(Action item): In the entries below, how many lines contain the string "used"? Respond with the number only.

(Extracted data):
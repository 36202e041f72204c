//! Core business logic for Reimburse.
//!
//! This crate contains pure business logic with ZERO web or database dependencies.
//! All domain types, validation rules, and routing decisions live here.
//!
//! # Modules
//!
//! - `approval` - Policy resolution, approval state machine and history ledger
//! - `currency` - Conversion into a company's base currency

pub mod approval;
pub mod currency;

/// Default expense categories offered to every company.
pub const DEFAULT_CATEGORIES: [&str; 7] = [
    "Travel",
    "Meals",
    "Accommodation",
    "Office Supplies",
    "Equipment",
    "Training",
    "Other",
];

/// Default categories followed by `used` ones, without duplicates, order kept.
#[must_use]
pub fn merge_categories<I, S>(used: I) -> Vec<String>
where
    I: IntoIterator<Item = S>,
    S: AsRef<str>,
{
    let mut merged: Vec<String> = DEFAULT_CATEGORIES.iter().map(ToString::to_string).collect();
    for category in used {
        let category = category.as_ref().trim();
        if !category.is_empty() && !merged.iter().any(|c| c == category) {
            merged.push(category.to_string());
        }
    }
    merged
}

(Answer box): 3